Stored data entries

<<<<

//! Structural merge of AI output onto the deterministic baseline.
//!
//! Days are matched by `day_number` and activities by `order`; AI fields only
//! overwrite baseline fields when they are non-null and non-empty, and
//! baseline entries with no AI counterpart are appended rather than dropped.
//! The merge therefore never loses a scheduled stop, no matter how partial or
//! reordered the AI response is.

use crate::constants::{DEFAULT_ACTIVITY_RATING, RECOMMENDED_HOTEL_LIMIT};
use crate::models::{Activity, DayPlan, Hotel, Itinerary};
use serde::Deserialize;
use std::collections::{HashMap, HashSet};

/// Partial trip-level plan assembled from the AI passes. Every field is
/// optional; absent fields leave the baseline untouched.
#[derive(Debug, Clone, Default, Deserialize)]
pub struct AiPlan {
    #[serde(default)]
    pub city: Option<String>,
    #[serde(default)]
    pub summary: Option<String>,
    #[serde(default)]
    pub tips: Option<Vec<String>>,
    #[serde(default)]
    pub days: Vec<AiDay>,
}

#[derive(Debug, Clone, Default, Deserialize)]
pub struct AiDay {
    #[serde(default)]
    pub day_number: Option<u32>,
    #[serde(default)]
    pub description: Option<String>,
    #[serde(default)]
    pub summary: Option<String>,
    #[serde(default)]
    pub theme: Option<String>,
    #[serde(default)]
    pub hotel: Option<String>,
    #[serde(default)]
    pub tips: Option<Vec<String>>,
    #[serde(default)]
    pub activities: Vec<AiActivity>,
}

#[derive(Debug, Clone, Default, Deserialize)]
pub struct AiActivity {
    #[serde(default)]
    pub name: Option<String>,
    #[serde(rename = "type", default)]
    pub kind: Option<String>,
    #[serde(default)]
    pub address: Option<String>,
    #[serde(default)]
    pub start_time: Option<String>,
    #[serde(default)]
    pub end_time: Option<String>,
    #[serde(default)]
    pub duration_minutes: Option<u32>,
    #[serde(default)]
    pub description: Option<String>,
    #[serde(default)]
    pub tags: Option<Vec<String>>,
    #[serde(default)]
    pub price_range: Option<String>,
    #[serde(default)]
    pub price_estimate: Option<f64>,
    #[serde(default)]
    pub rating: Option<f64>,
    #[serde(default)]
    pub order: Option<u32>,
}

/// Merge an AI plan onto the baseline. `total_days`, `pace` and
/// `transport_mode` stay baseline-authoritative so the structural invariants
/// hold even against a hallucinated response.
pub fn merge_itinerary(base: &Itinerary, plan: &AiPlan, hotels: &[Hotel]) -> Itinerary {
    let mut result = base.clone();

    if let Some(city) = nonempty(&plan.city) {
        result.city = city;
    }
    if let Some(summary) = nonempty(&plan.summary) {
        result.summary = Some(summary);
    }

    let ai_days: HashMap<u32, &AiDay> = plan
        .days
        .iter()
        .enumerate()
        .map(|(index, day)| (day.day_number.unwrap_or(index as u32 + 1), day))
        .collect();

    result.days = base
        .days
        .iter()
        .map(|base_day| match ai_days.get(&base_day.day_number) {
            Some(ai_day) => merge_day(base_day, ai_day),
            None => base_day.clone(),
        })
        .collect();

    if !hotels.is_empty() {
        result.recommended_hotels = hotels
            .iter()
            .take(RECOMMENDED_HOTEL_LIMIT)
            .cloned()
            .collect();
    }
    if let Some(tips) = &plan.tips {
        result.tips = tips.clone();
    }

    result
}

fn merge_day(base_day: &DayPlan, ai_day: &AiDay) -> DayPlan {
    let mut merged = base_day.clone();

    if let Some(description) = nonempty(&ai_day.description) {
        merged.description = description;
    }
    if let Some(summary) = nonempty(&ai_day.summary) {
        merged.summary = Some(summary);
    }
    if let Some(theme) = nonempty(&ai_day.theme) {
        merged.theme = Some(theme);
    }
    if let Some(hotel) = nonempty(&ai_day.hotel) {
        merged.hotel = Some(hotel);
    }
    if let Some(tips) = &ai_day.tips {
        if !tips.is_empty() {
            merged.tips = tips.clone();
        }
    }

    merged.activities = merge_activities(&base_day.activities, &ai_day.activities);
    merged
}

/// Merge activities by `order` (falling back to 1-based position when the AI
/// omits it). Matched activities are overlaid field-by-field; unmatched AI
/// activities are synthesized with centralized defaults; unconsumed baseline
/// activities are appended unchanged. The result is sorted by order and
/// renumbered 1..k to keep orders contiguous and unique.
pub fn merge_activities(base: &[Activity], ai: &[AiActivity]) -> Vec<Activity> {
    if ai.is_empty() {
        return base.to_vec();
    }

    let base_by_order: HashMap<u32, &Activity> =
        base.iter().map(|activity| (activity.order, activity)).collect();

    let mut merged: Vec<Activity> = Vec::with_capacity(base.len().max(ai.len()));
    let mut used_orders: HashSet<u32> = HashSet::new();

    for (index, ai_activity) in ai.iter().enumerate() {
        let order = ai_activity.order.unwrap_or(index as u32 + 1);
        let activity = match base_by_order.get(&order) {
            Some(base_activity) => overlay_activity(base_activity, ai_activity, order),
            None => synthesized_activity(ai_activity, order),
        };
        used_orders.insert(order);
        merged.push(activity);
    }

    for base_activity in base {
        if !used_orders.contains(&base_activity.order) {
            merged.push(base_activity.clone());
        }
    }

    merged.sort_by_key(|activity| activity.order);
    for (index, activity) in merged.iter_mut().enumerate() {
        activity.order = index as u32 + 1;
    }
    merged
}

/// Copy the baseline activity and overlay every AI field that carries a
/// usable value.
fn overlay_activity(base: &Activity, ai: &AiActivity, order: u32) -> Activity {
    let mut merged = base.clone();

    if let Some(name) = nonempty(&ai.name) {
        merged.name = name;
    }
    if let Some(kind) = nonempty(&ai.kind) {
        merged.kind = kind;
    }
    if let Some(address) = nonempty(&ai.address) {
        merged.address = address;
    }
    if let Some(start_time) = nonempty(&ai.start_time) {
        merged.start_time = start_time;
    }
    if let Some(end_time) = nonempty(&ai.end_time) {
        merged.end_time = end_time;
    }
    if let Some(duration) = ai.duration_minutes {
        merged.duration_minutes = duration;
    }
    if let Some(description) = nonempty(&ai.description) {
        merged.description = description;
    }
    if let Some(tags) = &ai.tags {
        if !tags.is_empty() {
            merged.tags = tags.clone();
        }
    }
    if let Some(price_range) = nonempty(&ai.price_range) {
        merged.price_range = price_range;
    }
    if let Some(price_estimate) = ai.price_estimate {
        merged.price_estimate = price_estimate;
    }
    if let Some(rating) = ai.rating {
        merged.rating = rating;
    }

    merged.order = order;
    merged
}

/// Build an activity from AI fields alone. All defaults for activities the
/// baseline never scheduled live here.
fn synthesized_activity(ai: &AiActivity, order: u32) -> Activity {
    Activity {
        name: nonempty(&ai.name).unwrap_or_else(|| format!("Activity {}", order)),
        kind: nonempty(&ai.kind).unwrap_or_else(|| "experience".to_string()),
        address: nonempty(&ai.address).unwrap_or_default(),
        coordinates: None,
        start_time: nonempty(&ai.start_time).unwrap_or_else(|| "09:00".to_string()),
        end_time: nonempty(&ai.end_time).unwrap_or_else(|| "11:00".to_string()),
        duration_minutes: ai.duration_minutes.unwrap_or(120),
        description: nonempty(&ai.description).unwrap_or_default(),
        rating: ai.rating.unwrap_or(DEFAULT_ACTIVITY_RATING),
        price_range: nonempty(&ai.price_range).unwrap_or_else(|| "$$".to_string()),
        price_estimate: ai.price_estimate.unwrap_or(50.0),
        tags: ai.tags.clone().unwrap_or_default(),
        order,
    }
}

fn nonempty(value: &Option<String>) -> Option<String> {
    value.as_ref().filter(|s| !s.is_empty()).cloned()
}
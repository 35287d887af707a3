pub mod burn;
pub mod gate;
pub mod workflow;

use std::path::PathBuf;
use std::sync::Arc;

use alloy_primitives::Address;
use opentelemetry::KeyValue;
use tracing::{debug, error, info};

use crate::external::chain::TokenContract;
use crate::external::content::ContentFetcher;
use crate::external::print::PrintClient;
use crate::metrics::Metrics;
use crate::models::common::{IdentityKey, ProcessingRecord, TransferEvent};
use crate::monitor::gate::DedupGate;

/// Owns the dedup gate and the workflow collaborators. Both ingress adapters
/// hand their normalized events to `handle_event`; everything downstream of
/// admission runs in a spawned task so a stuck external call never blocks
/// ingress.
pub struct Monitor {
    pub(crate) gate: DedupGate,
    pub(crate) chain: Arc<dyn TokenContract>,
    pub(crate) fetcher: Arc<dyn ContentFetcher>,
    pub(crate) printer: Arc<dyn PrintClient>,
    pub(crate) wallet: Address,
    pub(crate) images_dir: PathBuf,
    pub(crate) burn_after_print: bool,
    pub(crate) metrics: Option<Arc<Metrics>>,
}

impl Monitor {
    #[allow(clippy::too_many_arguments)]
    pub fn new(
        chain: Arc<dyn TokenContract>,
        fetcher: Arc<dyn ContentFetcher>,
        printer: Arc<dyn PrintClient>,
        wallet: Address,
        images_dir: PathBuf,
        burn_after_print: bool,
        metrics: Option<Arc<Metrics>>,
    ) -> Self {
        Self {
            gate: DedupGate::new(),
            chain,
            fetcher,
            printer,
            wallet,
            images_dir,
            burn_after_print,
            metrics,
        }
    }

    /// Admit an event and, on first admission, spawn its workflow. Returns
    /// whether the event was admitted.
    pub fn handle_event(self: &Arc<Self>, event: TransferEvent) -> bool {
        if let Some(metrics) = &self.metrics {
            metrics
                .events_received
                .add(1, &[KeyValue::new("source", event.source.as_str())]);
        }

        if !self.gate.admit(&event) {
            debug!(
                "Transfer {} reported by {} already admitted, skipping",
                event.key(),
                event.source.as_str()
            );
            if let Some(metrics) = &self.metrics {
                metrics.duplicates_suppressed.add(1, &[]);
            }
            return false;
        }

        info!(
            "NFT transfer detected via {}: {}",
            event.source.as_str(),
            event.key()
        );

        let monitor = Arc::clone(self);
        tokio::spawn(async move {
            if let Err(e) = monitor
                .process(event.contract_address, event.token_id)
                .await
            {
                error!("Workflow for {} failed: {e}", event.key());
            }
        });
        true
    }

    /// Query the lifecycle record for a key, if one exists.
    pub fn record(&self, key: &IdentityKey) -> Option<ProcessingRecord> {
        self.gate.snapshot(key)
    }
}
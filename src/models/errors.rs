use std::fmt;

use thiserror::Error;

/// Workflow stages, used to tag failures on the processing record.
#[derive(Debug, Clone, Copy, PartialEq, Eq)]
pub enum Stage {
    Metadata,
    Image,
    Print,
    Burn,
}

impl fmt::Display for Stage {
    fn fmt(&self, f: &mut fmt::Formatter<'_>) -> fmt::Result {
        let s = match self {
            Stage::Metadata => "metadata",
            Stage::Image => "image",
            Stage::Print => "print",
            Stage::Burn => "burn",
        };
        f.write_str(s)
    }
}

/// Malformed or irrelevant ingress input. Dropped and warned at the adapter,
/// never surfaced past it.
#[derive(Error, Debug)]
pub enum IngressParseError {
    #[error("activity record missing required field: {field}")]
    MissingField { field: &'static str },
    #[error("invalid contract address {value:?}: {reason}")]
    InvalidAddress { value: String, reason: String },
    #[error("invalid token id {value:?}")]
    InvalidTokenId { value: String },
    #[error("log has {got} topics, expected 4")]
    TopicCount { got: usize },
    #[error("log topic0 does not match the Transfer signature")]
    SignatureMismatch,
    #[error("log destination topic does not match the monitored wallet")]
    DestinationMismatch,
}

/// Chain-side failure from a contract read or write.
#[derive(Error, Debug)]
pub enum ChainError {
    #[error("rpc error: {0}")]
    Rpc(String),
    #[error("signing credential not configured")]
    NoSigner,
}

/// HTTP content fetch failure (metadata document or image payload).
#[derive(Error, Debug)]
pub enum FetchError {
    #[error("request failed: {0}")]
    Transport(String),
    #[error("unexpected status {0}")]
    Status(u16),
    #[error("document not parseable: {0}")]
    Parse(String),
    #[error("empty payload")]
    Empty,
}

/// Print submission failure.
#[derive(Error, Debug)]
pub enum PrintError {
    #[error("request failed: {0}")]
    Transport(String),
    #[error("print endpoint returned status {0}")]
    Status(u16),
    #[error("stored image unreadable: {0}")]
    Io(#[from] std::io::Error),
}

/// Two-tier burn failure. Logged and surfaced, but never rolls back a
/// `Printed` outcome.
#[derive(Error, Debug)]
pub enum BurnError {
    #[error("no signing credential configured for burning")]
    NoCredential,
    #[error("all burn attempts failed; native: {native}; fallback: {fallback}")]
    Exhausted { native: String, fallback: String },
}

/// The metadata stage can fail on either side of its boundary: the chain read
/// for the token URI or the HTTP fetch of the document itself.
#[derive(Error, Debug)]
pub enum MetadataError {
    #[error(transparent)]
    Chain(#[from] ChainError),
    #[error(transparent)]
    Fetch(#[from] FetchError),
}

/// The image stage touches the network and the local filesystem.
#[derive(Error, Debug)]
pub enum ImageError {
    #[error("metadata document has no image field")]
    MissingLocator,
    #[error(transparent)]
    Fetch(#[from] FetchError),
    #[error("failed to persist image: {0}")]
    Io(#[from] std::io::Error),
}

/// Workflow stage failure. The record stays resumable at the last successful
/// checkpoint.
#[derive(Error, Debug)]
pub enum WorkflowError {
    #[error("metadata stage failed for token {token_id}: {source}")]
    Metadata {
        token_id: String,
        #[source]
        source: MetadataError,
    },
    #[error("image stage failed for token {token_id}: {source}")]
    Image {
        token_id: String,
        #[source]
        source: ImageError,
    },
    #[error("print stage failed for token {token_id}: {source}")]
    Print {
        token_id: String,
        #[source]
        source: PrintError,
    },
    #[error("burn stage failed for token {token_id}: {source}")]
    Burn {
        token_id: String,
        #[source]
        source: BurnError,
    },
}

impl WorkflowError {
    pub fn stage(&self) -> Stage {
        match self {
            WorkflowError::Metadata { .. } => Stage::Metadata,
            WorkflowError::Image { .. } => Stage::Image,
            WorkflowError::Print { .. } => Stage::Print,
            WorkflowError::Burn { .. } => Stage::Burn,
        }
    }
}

>>>>

Directions: Looking at the entries above, state how many lines contain "tags"; give the number alone.

Written answer: 5